**Exercise prompt:** When you reach the line that contains "pub fn replan_count(&self)" in the data below, start reproducing lines exactly, and stop after the line that contains "(i, distance(t, near)))".
(Beginning of Data under study)
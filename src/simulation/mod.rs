//! Headless collection session
//!
//! Owns the mutable side of a run: agent pose, remaining targets, the current
//! plan and the status machine. The agent moves at constant speed along the
//! planned path, collects targets that come within reach of the intake, and
//! asks the planner for a new route whenever the old one runs out.

pub mod state;

pub use state::SessionStatus;

use log::{debug, info, warn};
use serde::{Deserialize, Serialize};

use crate::HarvestError;
use crate::core::{FieldConfig, Point, distance};
use crate::navigation::{PathPlanner, Plan, PlanningMode, non_negative, positive};

/// Minimum step length used to derive a heading.
const HEADING_EPSILON: f64 = 1e-6;

/// Execution loop settings
#[derive(Debug, Clone, PartialEq, Serialize, Deserialize)]
#[serde(default)]
pub struct SessionConfig {
    /// Constant travel speed (m/s)
    pub speed: f64,
    /// Extra reach beyond the intake half-width when collecting
    pub collection_margin: f64,
    /// How close a removal request must be to a target
    pub remove_radius: f64,
    /// Seconds a fresh full-sweep plan is held before driving
    pub comparison_pause: f64,
    /// Starting position; the field's home position when unset
    pub start_position: Option<Point>,
    /// Planning mode used on start
    pub mode: PlanningMode,
}

impl Default for SessionConfig {
    fn default() -> Self {
        SessionConfig {
            speed: 3.5,
            collection_margin: 0.05,
            remove_radius: 0.5,
            comparison_pause: 2.0,
            start_position: None,
            mode: PlanningMode::LocalCluster,
        }
    }
}

impl SessionConfig {
    /// Rejects settings the execution loop cannot run with
    pub fn validate(&self) -> Result<(), HarvestError> {
        positive("session.speed", self.speed)?;
        positive("session.remove_radius", self.remove_radius)?;
        non_negative("session.collection_margin", self.collection_margin)?;
        non_negative("session.comparison_pause", self.comparison_pause)?;
        Ok(())
    }
}

/// A single collection run driven by an external clock
pub struct Session<P: PathPlanner> {
    planner: P,
    config: SessionConfig,
    field: FieldConfig,
    position: Point,
    heading: f64,
    targets: Vec<Point>,
    mode: PlanningMode,
    status: SessionStatus,
    paused: bool,
    plan: Option<Plan>,
    path_idx: usize,
    trail: Vec<Point>,
    replan_count: u32,
    collected: usize,
    comparison_timer: f64,
}

impl<P: PathPlanner> Session<P> {
    /// Creates an idle session at the configured start position
    pub fn new(planner: P, config: SessionConfig, field: FieldConfig) -> Result<Self, HarvestError> {
        config.validate()?;
        let position = config.start_position.unwrap_or_else(|| field.home_position());
        let mode = config.mode;

        Ok(Session {
            planner,
            config,
            field,
            position,
            heading: 0.0,
            targets: Vec::new(),
            mode,
            status: SessionStatus::Idle,
            paused: false,
            plan: None,
            path_idx: 0,
            trail: Vec::new(),
            replan_count: 0,
            collected: 0,
            comparison_timer: 0.0,
        })
    }

    /// Current agent position
    pub fn position(&self) -> Point {
        self.position
    }

    /// Current heading in radians
    pub fn heading(&self) -> f64 {
        self.heading
    }

    /// Targets still on the field
    pub fn targets(&self) -> &[Point] {
        &self.targets
    }

    /// Current status
    pub fn status(&self) -> SessionStatus {
        self.status
    }

    /// Current planning mode
    pub fn mode(&self) -> PlanningMode {
        self.mode
    }

    /// Plan being executed, if any
    pub fn plan(&self) -> Option<&Plan> {
        self.plan.as_ref()
    }

    /// Positions visited since the last fresh plan
    pub fn trail(&self) -> &[Point] {
        &self.trail
    }

    /// Number of replans since the last reset
    pub fn replan_count(&self) -> u32 {
        self.replan_count
    }

    /// Targets collected since the last reset
    pub fn collected(&self) -> usize {
        self.collected
    }

    /// Whether stepping is suspended
    pub fn is_paused(&self) -> bool {
        self.paused
    }

    /// Places a target. Targets outside the field are ignored.
    ///
    /// Adding a target while executing triggers a replan.
    pub fn add_target(&mut self, target: Point) -> bool {
        if !self.field.contains(&target) {
            warn!("Ignoring target outside the field at ({:.2}, {:.2})", target.x, target.y);
            return false;
        }
        self.targets.push(target);
        if self.status == SessionStatus::Executing {
            self.replan();
        }
        true
    }

    /// Removes the target nearest to `near` if it lies within the remove radius
    pub fn remove_nearest_target(&mut self, near: &Point) -> Option<Point> {
        let (idx, d) = self
            .targets
            .iter()
            .enumerate()
            .map(|(i, t)| (i, distance(t, near)))
            .min_by(|a, b| a.1.total_cmp(&b.1))?;
        if d < self.config.remove_radius {
            Some(self.targets.remove(idx))
        } else {
            None
        }
    }

    /// Switches planning mode. A finished plan is dropped so the next start uses the new mode.
    pub fn set_mode(&mut self, mode: PlanningMode) {
        self.mode = mode;
        if self.status.can_start() {
            self.plan = None;
        }
    }

    /// Suspends or resumes stepping
    pub fn toggle_pause(&mut self) {
        self.paused = !self.paused;
        info!("Session {}", if self.paused { "paused" } else { "resumed" });
    }

    /// Clears targets and plan and returns the agent home
    pub fn reset(&mut self) {
        self.position = self.config.start_position.unwrap_or_else(|| self.field.home_position());
        self.heading = 0.0;
        self.targets.clear();
        self.mode = self.config.mode;
        self.paused = false;
        self.plan = None;
        self.path_idx = 0;
        self.trail.clear();
        self.replan_count = 0;
        self.collected = 0;
        self.comparison_timer = 0.0;
        self.set_status(SessionStatus::Idle);
    }

    /// Plans from the current position and starts executing.
    ///
    /// Only accepted while idle or done.
    pub fn start(&mut self) {
        if !self.status.can_start() {
            debug!("Start ignored while {}", self.status);
            return;
        }
        self.set_status(SessionStatus::Planning);

        let Some(plan) = self.request_plan() else {
            return;
        };
        let mode = plan.mode();
        self.trail = vec![self.position];
        self.install(plan);

        if mode == PlanningMode::FullSweep && self.config.comparison_pause > 0.0 {
            self.comparison_timer = self.config.comparison_pause;
            self.set_status(SessionStatus::Comparing);
        } else {
            self.set_status(SessionStatus::Executing);
        }
    }

    /// Plans again from the current position and keeps executing, without a comparison pause
    pub fn replan(&mut self) {
        let Some(plan) = self.request_plan() else {
            return;
        };
        self.install(plan);
        self.replan_count += 1;
        self.set_status(SessionStatus::Executing);
    }

    /// Advances the session by `dt` seconds
    pub fn step(&mut self, dt: f64) {
        if self.paused || !self.status.is_active() {
            return;
        }

        if self.status == SessionStatus::Comparing {
            self.comparison_timer -= dt;
            if self.comparison_timer <= 0.0 {
                self.set_status(SessionStatus::Executing);
            }
            return;
        }

        let path: Vec<Point> = match &self.plan {
            Some(plan) => plan.path().to_vec(),
            None => return,
        };
        if self.path_idx + 1 >= path.len() {
            self.set_status(SessionStatus::Done);
            return;
        }

        let mut budget = self.config.speed * dt;
        while budget > 0.0 && self.path_idx + 1 < path.len() {
            let target = path[self.path_idx + 1];
            let to_target = target - self.position;
            let d = to_target.norm();

            if d <= budget {
                self.position = target;
                budget -= d;
                self.path_idx += 1;
            } else {
                self.position += to_target * (budget / d);
                budget = 0.0;
            }
        }

        if self.path_idx + 1 < path.len() {
            self.face(&path[self.path_idx + 1]);
        }
        self.trail.push(self.position);
        self.collect();

        if self.path_idx + 1 >= path.len() {
            if self.targets.is_empty() {
                self.set_status(SessionStatus::Done);
            } else {
                self.replan();
            }
        }
    }

    /// Asks the planner for a route. Leaves the session done when there is nothing to plan.
    fn request_plan(&mut self) -> Option<Plan> {
        if self.targets.is_empty() {
            self.finish();
            return None;
        }
        let plan = self.planner.plan(self.mode, &self.targets, &self.position);
        if plan.is_none() {
            warn!("Planner returned no plan for {} targets", self.targets.len());
            self.finish();
        }
        plan
    }

    fn install(&mut self, plan: Plan) {
        self.path_idx = 0;
        if let Some(next) = plan.path().get(1).copied() {
            self.face(&next);
        }
        self.plan = Some(plan);
    }

    fn finish(&mut self) {
        self.plan = None;
        self.set_status(SessionStatus::Done);
    }

    fn face(&mut self, toward: &Point) {
        let d = *toward - self.position;
        if d.norm() > HEADING_EPSILON {
            self.heading = d.y.atan2(d.x);
        }
    }

    /// Removes every target within reach of the intake.
    fn collect(&mut self) {
        let reach = self.field.capture_half_width() + self.config.collection_margin;
        let position = self.position;
        let before = self.targets.len();
        self.targets.retain(|t| distance(t, &position) >= reach);

        let taken = before - self.targets.len();
        if taken > 0 {
            self.collected += taken;
            debug!("Collected {} target(s), {} remaining", taken, self.targets.len());
        }
    }

    fn set_status(&mut self, next: SessionStatus) {
        if self.status != next {
            info!("Session {} -> {}", self.status, next);
            self.status = next;
        }
    }
}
(End of Data under study)
**Result of this exercise:**
    pub fn replan_count(&self) -> u32 {
        self.replan_count
    }

    /// Targets collected since the last reset
    pub fn collected(&self) -> usize {
        self.collected
    }

    /// Whether stepping is suspended
    pub fn is_paused(&self) -> bool {
        self.paused
    }

    /// Places a target. Targets outside the field are ignored.
    ///
    /// Adding a target while executing triggers a replan.
    pub fn add_target(&mut self, target: Point) -> bool {
        if !self.field.contains(&target) {
            warn!("Ignoring target outside the field at ({:.2}, {:.2})", target.x, target.y);
            return false;
        }
        self.targets.push(target);
        if self.status == SessionStatus::Executing {
            self.replan();
        }
        true
    }

    /// Removes the target nearest to `near` if it lies within the remove radius
    pub fn remove_nearest_target(&mut self, near: &Point) -> Option<Point> {
        let (idx, d) = self
            .targets
            .iter()
            .enumerate()
            .map(|(i, t)| (i, distance(t, near)))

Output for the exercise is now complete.